[Start of Attachment]
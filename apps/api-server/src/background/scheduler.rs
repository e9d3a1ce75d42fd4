//! Cron-style job scheduler using tokio-cron-scheduler.

use std::sync::Arc;
use std::time::Duration;

use ratekeeper_core::ports::EventLog;
use tokio_cron_scheduler::{Job, JobScheduler, JobSchedulerError};

/// Scheduler configuration.
#[derive(Debug, Clone)]
pub struct SchedulerConfig {
    /// Enable scheduler.
    pub enabled: bool,
}

impl Default for SchedulerConfig {
    fn default() -> Self {
        Self { enabled: true }
    }
}

impl SchedulerConfig {
    pub fn from_env() -> Self {
        Self {
            enabled: std::env::var("SCHEDULER_ENABLED")
                .map(|v| v != "false" && v != "0")
                .unwrap_or(true),
        }
    }
}

/// Cron job scheduler wrapper.
pub struct Scheduler {
    inner: JobScheduler,
    config: SchedulerConfig,
}

impl Scheduler {
    /// Create a new scheduler.
    pub async fn new(config: SchedulerConfig) -> Result<Self, JobSchedulerError> {
        let inner = JobScheduler::new().await?;
        Ok(Self { inner, config })
    }

    /// Add a cron job.
    pub async fn add_cron<F, Fut>(
        &self,
        schedule: &str,
        task: F,
    ) -> Result<uuid::Uuid, JobSchedulerError>
    where
        F: Fn() -> Fut + Send + Sync + Clone + 'static,
        Fut: std::future::Future<Output = ()> + Send + 'static,
    {
        let job = Job::new_async(schedule, move |_uuid, _lock| {
            let task = task.clone();
            Box::pin(async move {
                task().await;
            })
        })?;

        let id = self.inner.add(job).await?;
        tracing::info!(schedule = %schedule, job_id = %id, "Cron job registered");
        Ok(id)
    }

    /// Register the job trimming rate limit events older than `retention`.
    pub async fn add_event_trim(
        &self,
        schedule: &str,
        events: Arc<dyn EventLog>,
        retention: Duration,
    ) -> Result<uuid::Uuid, JobSchedulerError> {
        self.add_cron(schedule, move || {
            let events = events.clone();
            async move {
                match events.clear_old_events(retention).await {
                    Ok(removed) => {
                        tracing::info!(removed, "Trimmed rate limit event log");
                    }
                    Err(e) => {
                        tracing::error!(error = %e, "Failed to trim rate limit event log");
                    }
                }
            }
        })
        .await
    }

    /// Start the scheduler.
    pub async fn start(&self) -> Result<(), JobSchedulerError> {
        if !self.config.enabled {
            tracing::info!("Scheduler disabled");
            return Ok(());
        }

        self.inner.start().await?;
        tracing::info!("Scheduler started");
        Ok(())
    }

    /// Stop the scheduler.
    pub async fn shutdown(&mut self) -> Result<(), JobSchedulerError> {
        self.inner.shutdown().await?;
        tracing::info!("Scheduler stopped");
        Ok(())
    }
}

#[cfg(test)]
mod tests {
    use super::*;
    use ratekeeper_infra::InMemoryEventLog;

    #[tokio::test]
    async fn test_event_trim_job_registers() {
        let scheduler = Scheduler::new(SchedulerConfig { enabled: false }).await.unwrap();
        let events: Arc<dyn EventLog> = Arc::new(InMemoryEventLog::default());

        let id = scheduler
            .add_event_trim("0 0 * * * *", events, Duration::from_secs(3600))
            .await;
        assert!(id.is_ok());
        // Disabled scheduler never starts
        assert!(scheduler.start().await.is_ok());
    }

    #[tokio::test]
    async fn test_invalid_schedule_is_rejected() {
        let scheduler = Scheduler::new(SchedulerConfig::default()).await.unwrap();
        let events: Arc<dyn EventLog> = Arc::new(InMemoryEventLog::default());

        let result = scheduler
            .add_event_trim("every hour", events, Duration::from_secs(3600))
            .await;
        assert!(result.is_err());
    }
}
[End of Attachment]
Work to be completed. In the data above, find each line that uses the string "await". Copy it.

Solution for this task.
        let inner = JobScheduler::new().await?;
                task().await;
        let id = self.inner.add(job).await?;
                match events.clear_old_events(retention).await {
        .await
        self.inner.start().await?;
        self.inner.shutdown().await?;
        let scheduler = Scheduler::new(SchedulerConfig { enabled: false }).await.unwrap();
            .await;
        assert!(scheduler.start().await.is_ok());
        let scheduler = Scheduler::new(SchedulerConfig::default()).await.unwrap();
            .await;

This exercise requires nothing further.